▸ WHAT TO WORK ON
Could you copy each line of the entries that contains "bail"?

▸ INPUT RECORDS
====

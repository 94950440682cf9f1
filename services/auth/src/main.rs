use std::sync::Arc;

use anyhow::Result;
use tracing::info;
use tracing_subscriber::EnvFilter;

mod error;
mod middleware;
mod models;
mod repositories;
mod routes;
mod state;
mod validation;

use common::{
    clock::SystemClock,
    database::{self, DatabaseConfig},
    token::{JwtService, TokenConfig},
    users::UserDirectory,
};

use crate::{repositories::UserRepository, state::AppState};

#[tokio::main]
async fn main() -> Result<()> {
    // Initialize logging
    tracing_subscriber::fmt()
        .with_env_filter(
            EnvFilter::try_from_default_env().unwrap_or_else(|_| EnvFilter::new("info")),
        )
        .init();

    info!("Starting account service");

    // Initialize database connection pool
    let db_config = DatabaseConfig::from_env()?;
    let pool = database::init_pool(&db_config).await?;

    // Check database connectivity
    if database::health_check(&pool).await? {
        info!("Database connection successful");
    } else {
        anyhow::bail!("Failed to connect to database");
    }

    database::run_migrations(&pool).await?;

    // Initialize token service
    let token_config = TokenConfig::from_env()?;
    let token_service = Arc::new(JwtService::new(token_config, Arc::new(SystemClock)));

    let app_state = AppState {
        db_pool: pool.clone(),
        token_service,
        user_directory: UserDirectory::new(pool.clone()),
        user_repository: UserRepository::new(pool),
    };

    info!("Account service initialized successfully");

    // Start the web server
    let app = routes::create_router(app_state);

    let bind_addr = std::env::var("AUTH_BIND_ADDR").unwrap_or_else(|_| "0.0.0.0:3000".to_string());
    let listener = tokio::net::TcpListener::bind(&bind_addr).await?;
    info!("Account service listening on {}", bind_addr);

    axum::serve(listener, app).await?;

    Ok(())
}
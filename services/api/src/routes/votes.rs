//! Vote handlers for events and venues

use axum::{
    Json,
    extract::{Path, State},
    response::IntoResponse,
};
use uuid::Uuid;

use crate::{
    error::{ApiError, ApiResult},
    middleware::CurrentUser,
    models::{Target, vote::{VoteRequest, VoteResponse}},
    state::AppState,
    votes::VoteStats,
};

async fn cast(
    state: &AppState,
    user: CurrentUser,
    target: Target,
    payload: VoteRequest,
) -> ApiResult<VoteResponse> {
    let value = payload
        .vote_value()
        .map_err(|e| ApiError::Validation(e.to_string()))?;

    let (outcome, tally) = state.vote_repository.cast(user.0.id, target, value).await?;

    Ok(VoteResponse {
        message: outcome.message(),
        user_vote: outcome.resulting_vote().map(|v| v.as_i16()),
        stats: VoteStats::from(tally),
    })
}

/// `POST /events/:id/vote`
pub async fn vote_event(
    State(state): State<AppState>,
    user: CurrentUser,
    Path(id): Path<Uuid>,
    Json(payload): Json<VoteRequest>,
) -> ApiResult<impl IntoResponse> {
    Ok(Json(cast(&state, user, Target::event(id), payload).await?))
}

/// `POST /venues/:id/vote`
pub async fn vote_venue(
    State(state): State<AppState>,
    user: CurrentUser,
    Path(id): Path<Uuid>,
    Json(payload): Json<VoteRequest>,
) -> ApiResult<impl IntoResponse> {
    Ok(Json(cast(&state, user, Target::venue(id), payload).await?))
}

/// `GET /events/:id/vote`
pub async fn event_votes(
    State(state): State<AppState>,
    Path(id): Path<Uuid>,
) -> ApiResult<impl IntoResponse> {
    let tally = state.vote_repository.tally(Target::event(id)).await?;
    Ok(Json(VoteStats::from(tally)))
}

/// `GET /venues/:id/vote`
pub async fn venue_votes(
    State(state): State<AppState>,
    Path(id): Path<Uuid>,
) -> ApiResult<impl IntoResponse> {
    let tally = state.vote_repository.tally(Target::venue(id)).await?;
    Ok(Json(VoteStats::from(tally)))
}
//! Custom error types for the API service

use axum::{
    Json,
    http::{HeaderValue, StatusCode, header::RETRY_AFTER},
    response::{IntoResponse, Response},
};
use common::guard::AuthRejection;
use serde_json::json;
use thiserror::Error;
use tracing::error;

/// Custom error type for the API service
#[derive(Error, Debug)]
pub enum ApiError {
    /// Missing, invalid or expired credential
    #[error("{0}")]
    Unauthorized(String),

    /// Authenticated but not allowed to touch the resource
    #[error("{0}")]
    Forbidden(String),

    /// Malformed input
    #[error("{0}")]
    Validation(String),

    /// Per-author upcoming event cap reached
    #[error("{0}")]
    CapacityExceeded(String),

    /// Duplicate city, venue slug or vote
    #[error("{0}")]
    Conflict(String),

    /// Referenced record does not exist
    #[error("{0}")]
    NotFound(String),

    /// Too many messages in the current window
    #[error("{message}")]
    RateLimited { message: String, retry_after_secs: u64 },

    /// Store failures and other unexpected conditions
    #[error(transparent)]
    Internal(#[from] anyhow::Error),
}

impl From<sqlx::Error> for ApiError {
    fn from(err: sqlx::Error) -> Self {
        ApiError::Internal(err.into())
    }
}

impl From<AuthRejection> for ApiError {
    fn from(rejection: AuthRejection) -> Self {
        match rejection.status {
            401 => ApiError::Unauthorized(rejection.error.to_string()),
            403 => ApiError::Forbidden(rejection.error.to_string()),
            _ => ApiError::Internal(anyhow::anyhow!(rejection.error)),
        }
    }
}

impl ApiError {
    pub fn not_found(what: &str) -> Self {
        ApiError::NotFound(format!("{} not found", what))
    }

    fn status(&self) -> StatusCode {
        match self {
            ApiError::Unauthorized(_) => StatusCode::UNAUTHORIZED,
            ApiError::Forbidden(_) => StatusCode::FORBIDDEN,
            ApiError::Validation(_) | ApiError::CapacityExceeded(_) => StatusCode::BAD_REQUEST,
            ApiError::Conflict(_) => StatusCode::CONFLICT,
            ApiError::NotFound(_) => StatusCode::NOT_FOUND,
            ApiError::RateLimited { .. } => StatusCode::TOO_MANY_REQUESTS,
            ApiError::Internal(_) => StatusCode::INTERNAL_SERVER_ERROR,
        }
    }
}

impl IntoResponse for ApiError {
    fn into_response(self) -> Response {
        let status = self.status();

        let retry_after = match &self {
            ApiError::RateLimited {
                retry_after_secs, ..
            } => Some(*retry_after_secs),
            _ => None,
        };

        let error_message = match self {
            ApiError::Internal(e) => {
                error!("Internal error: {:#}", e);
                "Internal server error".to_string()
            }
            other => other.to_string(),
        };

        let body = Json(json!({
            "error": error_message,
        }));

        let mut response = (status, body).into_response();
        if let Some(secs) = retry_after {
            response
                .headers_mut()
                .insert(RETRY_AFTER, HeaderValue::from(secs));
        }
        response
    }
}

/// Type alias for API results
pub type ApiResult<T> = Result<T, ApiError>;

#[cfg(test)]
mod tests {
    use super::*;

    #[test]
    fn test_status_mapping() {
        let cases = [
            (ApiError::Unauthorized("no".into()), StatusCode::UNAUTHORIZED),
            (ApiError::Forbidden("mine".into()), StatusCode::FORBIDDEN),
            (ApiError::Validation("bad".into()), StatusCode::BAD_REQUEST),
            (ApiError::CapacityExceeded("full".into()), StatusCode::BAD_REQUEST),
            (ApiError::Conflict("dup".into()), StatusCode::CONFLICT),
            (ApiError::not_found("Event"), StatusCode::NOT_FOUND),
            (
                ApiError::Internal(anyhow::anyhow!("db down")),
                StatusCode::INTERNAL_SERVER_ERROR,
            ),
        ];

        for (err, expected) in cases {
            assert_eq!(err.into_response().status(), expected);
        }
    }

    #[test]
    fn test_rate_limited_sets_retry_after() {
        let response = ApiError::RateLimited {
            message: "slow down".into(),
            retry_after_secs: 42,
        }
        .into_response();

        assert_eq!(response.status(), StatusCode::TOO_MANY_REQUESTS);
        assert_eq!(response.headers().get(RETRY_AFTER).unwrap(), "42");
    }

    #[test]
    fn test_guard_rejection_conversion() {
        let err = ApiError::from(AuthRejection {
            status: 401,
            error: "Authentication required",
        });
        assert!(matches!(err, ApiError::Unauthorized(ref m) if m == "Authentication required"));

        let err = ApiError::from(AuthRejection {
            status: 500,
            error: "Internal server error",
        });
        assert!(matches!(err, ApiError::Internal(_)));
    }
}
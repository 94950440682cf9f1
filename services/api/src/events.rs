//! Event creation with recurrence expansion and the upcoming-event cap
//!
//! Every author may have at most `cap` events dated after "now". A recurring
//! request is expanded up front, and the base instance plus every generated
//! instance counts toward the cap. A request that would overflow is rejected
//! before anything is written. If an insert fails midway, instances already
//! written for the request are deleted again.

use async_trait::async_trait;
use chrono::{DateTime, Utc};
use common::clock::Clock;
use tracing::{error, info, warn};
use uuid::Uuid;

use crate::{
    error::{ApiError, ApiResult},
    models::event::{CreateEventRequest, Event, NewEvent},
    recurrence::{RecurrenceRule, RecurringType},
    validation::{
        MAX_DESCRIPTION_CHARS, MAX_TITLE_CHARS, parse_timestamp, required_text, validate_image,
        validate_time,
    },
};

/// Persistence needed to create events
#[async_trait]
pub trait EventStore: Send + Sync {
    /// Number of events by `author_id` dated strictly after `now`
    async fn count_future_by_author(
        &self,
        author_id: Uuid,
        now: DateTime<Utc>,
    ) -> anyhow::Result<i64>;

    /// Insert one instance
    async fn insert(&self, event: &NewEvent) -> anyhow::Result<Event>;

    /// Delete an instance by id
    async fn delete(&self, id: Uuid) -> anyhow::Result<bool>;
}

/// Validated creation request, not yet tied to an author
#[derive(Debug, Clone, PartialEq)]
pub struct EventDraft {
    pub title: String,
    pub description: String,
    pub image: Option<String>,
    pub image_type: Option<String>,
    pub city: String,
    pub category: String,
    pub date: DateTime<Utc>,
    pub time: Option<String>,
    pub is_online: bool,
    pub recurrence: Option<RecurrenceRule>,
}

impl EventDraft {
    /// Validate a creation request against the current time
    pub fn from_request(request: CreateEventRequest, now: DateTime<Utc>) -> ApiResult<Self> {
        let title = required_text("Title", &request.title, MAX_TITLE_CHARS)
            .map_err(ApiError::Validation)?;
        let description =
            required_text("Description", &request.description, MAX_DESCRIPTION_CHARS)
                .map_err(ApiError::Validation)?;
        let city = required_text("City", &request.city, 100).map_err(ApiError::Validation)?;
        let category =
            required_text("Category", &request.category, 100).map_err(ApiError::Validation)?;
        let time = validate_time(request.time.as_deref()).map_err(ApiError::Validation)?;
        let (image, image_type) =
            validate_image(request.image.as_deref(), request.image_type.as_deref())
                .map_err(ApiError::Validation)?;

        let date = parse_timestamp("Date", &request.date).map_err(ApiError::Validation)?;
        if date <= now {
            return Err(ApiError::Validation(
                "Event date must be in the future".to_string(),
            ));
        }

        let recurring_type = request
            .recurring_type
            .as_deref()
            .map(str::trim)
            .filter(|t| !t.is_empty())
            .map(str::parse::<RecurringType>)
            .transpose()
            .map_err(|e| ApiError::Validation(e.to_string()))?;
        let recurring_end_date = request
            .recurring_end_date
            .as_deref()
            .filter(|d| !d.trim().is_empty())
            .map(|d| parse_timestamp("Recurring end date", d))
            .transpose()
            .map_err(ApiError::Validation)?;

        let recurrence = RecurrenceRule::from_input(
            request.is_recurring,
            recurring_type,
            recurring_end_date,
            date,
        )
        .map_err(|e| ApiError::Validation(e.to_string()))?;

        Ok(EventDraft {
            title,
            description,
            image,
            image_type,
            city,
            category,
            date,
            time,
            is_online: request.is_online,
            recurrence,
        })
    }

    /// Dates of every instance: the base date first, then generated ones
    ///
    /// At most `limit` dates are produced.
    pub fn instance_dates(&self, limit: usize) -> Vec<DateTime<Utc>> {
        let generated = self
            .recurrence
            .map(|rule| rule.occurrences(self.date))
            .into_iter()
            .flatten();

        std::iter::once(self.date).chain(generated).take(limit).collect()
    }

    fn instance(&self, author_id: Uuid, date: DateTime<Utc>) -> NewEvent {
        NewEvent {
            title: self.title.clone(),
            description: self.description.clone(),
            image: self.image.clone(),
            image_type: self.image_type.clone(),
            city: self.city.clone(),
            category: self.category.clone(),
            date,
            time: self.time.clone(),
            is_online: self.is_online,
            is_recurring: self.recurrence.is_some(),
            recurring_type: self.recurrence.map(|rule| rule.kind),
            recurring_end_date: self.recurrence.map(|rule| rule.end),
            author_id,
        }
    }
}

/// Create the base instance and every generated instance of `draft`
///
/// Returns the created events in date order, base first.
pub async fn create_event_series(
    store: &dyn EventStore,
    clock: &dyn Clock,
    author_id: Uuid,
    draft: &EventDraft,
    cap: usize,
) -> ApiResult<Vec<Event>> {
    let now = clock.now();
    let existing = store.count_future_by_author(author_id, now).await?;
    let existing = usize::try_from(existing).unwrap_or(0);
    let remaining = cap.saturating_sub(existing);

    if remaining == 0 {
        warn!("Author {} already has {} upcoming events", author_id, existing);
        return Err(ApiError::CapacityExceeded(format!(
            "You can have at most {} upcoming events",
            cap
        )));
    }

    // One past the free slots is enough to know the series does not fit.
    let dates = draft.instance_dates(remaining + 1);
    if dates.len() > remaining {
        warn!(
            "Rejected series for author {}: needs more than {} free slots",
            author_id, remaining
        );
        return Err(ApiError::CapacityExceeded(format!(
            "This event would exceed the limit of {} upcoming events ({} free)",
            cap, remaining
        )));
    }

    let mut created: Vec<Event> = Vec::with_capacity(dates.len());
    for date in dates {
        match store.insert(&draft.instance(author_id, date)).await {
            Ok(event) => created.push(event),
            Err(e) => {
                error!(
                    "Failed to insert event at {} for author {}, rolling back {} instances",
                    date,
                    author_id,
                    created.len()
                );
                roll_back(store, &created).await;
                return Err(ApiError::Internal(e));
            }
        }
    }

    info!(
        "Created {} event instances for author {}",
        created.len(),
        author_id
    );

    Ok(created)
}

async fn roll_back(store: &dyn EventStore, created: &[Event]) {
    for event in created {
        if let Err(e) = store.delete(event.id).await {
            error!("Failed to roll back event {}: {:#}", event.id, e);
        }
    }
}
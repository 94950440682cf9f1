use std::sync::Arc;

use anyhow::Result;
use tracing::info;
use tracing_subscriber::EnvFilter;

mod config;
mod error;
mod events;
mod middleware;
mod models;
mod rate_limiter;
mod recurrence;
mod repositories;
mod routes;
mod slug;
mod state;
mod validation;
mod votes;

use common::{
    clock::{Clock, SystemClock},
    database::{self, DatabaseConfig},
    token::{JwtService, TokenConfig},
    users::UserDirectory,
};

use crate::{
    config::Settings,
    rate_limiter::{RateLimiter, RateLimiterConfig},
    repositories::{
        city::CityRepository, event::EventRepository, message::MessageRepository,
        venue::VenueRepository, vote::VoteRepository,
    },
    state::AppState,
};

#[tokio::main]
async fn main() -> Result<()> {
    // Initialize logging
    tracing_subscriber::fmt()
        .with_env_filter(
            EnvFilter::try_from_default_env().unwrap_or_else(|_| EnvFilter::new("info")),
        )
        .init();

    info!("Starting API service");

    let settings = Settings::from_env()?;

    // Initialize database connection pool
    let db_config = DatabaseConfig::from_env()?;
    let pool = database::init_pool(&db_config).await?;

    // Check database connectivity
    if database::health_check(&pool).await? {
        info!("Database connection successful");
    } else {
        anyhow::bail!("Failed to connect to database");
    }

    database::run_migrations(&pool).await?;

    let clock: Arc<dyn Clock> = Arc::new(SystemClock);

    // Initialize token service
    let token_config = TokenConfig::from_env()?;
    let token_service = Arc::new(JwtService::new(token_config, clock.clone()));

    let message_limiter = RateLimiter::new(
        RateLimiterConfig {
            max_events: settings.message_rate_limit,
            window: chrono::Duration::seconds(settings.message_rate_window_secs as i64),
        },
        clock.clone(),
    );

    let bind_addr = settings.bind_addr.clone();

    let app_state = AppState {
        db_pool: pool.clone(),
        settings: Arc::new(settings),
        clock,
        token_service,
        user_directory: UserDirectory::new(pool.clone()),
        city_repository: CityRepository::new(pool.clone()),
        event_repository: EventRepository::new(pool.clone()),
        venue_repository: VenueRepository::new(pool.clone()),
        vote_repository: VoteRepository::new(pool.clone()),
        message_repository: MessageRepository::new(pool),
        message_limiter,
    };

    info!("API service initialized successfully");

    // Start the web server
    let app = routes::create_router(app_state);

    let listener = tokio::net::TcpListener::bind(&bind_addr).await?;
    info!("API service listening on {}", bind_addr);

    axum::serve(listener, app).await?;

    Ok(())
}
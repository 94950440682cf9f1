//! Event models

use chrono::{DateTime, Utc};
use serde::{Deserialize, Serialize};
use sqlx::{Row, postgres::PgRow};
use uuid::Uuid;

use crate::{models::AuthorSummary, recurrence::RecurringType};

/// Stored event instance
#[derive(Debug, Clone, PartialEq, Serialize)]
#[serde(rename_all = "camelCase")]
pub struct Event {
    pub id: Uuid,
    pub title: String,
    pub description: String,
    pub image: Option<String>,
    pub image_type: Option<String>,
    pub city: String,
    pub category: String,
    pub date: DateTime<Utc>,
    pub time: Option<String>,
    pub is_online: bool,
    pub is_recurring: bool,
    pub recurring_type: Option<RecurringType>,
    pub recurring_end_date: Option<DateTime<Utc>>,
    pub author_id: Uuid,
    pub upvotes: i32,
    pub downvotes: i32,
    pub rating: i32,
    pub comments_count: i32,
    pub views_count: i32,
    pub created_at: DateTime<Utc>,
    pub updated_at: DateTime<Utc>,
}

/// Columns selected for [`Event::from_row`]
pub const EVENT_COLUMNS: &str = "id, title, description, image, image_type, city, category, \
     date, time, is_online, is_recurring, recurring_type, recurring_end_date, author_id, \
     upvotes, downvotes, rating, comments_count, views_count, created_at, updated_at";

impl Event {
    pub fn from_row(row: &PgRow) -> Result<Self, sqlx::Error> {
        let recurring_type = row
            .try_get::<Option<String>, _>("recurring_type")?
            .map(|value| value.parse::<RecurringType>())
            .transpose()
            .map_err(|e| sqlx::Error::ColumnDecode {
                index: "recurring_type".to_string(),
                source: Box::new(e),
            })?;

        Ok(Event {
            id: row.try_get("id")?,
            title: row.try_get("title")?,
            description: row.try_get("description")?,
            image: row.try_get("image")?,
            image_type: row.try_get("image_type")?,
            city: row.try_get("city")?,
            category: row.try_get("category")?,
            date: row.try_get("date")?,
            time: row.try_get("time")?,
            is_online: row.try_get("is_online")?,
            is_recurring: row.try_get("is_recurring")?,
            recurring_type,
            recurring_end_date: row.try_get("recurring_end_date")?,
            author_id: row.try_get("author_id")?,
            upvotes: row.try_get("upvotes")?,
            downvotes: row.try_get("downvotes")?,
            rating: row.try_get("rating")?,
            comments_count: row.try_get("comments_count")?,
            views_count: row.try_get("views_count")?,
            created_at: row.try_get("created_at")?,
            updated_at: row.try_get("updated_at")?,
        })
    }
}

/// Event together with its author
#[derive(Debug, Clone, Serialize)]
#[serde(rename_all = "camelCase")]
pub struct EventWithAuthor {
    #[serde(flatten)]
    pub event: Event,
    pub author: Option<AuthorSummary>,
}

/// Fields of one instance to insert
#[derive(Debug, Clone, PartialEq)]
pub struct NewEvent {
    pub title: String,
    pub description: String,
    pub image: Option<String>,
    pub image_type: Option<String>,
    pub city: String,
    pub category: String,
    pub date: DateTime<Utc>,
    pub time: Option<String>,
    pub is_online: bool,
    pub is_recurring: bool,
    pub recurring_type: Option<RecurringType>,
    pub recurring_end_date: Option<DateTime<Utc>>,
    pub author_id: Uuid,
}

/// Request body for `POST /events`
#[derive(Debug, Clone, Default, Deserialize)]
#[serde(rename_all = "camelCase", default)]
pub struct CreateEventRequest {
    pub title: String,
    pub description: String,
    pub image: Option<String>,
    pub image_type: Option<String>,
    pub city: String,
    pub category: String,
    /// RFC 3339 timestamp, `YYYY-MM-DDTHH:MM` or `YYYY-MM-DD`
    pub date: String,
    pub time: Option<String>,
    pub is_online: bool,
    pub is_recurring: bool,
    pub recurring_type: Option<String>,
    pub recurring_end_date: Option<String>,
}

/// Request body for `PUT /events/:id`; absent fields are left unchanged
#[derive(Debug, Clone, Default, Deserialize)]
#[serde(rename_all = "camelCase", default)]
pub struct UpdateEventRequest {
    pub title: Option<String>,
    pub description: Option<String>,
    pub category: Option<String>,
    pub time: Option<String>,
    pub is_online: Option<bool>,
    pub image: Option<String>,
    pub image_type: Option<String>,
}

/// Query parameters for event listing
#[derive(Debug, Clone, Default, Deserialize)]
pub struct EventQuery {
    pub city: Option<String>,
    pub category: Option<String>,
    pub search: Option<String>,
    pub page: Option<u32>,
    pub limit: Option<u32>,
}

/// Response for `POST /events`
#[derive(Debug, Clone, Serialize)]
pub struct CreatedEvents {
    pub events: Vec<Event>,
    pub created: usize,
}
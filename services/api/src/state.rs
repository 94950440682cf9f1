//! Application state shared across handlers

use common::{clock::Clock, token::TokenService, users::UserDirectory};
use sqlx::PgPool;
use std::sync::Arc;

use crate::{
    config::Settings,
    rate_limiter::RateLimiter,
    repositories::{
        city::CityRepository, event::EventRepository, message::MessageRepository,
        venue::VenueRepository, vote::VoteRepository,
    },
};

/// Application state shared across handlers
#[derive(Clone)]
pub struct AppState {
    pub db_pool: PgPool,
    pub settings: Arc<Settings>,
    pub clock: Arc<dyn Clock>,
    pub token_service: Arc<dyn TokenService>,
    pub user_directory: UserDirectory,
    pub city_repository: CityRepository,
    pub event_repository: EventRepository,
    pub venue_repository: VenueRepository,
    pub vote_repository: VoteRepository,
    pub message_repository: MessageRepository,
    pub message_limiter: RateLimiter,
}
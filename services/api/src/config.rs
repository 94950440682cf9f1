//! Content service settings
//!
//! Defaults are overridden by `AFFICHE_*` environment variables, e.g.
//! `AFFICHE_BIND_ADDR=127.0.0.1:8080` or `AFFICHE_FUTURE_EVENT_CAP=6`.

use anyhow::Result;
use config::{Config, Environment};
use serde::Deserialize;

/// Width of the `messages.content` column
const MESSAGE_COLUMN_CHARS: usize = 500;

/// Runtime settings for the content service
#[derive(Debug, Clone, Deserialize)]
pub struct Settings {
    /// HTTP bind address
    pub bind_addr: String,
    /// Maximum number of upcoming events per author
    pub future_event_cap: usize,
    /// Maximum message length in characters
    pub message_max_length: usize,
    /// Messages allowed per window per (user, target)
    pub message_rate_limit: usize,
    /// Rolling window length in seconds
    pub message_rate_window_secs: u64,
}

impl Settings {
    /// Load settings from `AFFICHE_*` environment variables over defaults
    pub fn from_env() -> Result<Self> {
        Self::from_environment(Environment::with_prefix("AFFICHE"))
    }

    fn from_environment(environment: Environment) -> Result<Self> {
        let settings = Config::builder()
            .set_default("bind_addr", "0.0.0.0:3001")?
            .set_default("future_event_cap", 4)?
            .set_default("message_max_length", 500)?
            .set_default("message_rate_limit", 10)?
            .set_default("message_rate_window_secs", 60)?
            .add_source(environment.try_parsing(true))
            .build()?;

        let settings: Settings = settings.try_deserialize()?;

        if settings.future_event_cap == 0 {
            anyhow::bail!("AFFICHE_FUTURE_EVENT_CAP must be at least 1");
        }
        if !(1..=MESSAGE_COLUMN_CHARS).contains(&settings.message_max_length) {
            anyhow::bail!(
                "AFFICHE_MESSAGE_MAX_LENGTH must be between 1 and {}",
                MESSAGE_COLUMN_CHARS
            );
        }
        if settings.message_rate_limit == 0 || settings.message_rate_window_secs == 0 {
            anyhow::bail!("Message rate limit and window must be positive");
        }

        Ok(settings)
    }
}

====

▸ THE COMPLETED TASK
        anyhow::bail!("Failed to connect to database");
        anyhow::bail!("Failed to connect to database");
            anyhow::bail!("AFFICHE_FUTURE_EVENT_CAP must be at least 1");
            anyhow::bail!(
            anyhow::bail!("Message rate limit and window must be positive");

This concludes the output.